Rereading Childhood Books: A Poetics
Bloomsbury Academic, 2019
Childhood books play a special role in reading histories, providing touchstones for our future tastes and giving shape to our ongoing identities. Bringing the latest work in Memory Studies to bear on writers' memoirs, autobiographical accounts of reading, and interviews with readers, Rereading Childhood Books explores how adults remember, revisit, and sometimes forget, these significant books.
Asking what it means to return to familiar works by well-known authors such as Lewis Carroll, C. S. Lewis and Enid Blyton, as well as popular and ephemeral material not often considered as part of the canon, Alison Waller develops a poetics of rereading and presents a new model for understanding lifelong reading. As such she reconceives the history of children's literature through the shared and individual experiences of the readers who carry these books with them throughout their lives.
Constructing Adolescence in Fantastic Realism
Routledge, 2009
In this original study, Alison Waller proposes a new critical term to categorize a popular and established genre in literature for teenagers: young adult fantastic realism. Constructing Adolescence in Fantastic Realism examines the fundamental themes that inform our understanding of "the teenager” – developmentalism, identity formation, social agency, and subjectivity in cultural space – and shows how they can also be found represented symbolically in fantastic tropes such as metamorphosis, time-slip, hauntings, doppelgangers, invisibility, magic gifts, and witchcraft.
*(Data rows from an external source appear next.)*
#[cfg(test)]
mod tests {
    use super::*;
    use crate::difficulty::LossWeights;
    use approx::assert_relative_eq;
    use gradpilot_control::{ControllerConfig, ParamStore};
    use gradpilot_diff::{central_gradient, max_relative_error};
    use gradpilot_reference::TrajectoryGenerator;
    use gradpilot_vehicles::CartPole;
    use rand::SeedableRng;
    use rand::rngs::StdRng;

    fn setup() -> (CartPole, Policy, ParamStore) {
        let cartpole = CartPole::default();
        let policy = Policy::new(ControllerConfig::default(), &cartpole).unwrap();
        let params = policy.initialize(&mut StdRng::seed_from_u64(11)).unwrap();
        (cartpole, policy, params)
    }

    fn upright() -> Trajectory {
        TrajectoryGenerator::constant("upright", vec![0.0; 4], 60, 0.02).unwrap()
    }

    fn level(horizon: usize) -> DifficultyLevel {
        DifficultyLevel {
            horizon,
            weights: LossWeights {
                terminal: 0.5,
                ..Default::default()
            },
            ..Default::default()
        }
    }

    #[test]
    fn test_rollout_is_deterministic() {
        let (cartpole, policy, params) = setup();
        let engine = RolloutEngine::new(&cartpole, &policy).unwrap();
        let flat = params.to_flat();
        let x0 = [0.0, 0.0, 0.05, 0.0];
        let a = engine.rollout(&flat, &x0, &upright(), &level(30)).unwrap();
        let b = engine.rollout(&flat, &x0, &upright(), &level(30)).unwrap();
        assert_eq!(a, b);
        assert_eq!(a.horizon(), 30);
        assert!(a.loss.is_finite());
        assert_eq!(a.steps[0].state, x0.to_vec());
    }

    #[test]
    fn test_tape_rollout_matches_plain() {
        let (cartpole, policy, params) = setup();
        let engine = RolloutEngine::new(&cartpole, &policy).unwrap();
        let flat = params.to_flat();
        let x0 = [0.1, 0.0, -0.05, 0.2];
        let plain = engine.rollout(&flat, &x0, &upright(), &level(10)).unwrap();
        let taped = engine.gradient(&flat, &x0, &upright(), &level(10)).unwrap();
        assert_relative_eq!(plain.loss, taped.rollout.loss, max_relative = 1e-12);
        assert_eq!(taped.gradient.len(), engine.num_params());
    }

    #[test]
    fn test_gradient_matches_finite_difference() {
        let (cartpole, policy, params) = setup();
        let engine = RolloutEngine::new(&cartpole, &policy).unwrap();
        let flat = params.to_flat();
        let x0 = [0.0, 0.1, 0.05, -0.1];
        let traj = upright();
        let lvl = level(5);

        let analytic = engine.gradient(&flat, &x0, &traj, &lvl).unwrap().gradient;
        let numeric = central_gradient(|p| engine.loss(p, &x0, &traj, &lvl).unwrap(), &flat, 1e-6);
        let err = max_relative_error(&analytic, &numeric, 1e-6);
        assert!(err < 1e-3, "relative error {err}");
    }

    #[test]
    fn test_zero_horizon_is_configuration_error() {
        let (cartpole, policy, params) = setup();
        let engine = RolloutEngine::new(&cartpole, &policy).unwrap();
        let result = engine.rollout(&params.to_flat(), &[0.0; 4], &upright(), &level(0));
        assert!(matches!(result, Err(RolloutError::Configuration(_))));
    }

    #[test]
    fn test_wrong_state_dimension_is_configuration_error() {
        let (cartpole, policy, params) = setup();
        let engine = RolloutEngine::new(&cartpole, &policy).unwrap();
        let result = engine.gradient(&params.to_flat(), &[0.0; 3], &upright(), &level(5));
        assert!(matches!(result, Err(RolloutError::Configuration(_))));
    }

    #[test]
    fn test_nan_parameters_diverge() {
        let (cartpole, policy, params) = setup();
        let engine = RolloutEngine::new(&cartpole, &policy).unwrap();
        let mut flat = params.to_flat();
        flat[0] = f64::NAN;
        let result = engine.gradient(&flat, &[0.0; 4], &upright(), &level(5));
        assert_eq!(result.unwrap_err(), RolloutError::NumericDivergence { step: 0 });
    }

    #[test]
    fn test_batch_averages_gradients() {
        let (cartpole, policy, params) = setup();
        let engine = RolloutEngine::new(&cartpole, &policy).unwrap();
        let flat = params.to_flat();
        let task = |theta: f64| RolloutTask::new(vec![0.0, 0.0, theta, 0.0], upright());
        let lvl = level(8);

        let a = engine.gradient(&flat, &[0.0, 0.0, 0.05, 0.0], &upright(), &lvl).unwrap();
        let b = engine.gradient(&flat, &[0.0, 0.0, -0.02, 0.0], &upright(), &lvl).unwrap();
        let batch = engine.batch_gradient(&flat, &[task(0.05), task(-0.02)], &lvl).unwrap();

        assert_eq!(batch.rollouts.len(), 2);
        assert_relative_eq!(
            batch.loss,
            0.5 * (a.rollout.loss + b.rollout.loss),
            max_relative = 1e-12
        );
        for i in 0..flat.len() {
            let expected = 0.5 * (a.gradient[i] + b.gradient[i]);
            assert_relative_eq!(batch.gradient[i], expected, epsilon = 1e-12, max_relative = 1e-10);
        }
    }

    #[test]
    fn test_batch_discards_on_divergence() {
        let (cartpole, policy, params) = setup();
        let engine = RolloutEngine::new(&cartpole, &policy).unwrap();
        let tasks = vec![
            RolloutTask::new(vec![0.0; 4], upright()),
            RolloutTask::new(vec![0.0, 0.0, f64::INFINITY, 0.0], upright()),
        ];
        let result = engine.batch_gradient(&params.to_flat(), &tasks, &level(5));
        assert_eq!(result.unwrap_err(), RolloutError::NumericDivergence { step: 0 });
    }
}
Though fantastic realism plays a crucial part in the short history of young adult literature, up until now this genre has typically been overlooked or subsumed into the wider class of fantasy. Touching on well-known authors including Robert Cormier, Melvin Burgess, Gillian Cross, Margaret Mahy, K.M. Peyton and Robert Westall, as well as previously unexamined writers, Waller explores the themes and ideological perspectives embedded in fantastic realist novels in order to ask whether parallel realities and fantastic identities produce forms of adolescence that are dynamic and subversive.


Palgrave Macmillan, 2014
Melvin Burgess has made a powerful name for himself in the world of children's and young adult literature, emerging in the 1990s as the author of over twenty critically acclaimed novels. This collection of original essays by a team of established and new scholars introduces readers to the key debates surrounding Burgess's most challenging work, including controversial young adult novels Junk and Doing It. Covering a variety of critical and theoretical perspectives, the volume also presents exciting new readings of some of his less familiar fiction for children, and features an introduction by Alison Waller and interview with the author.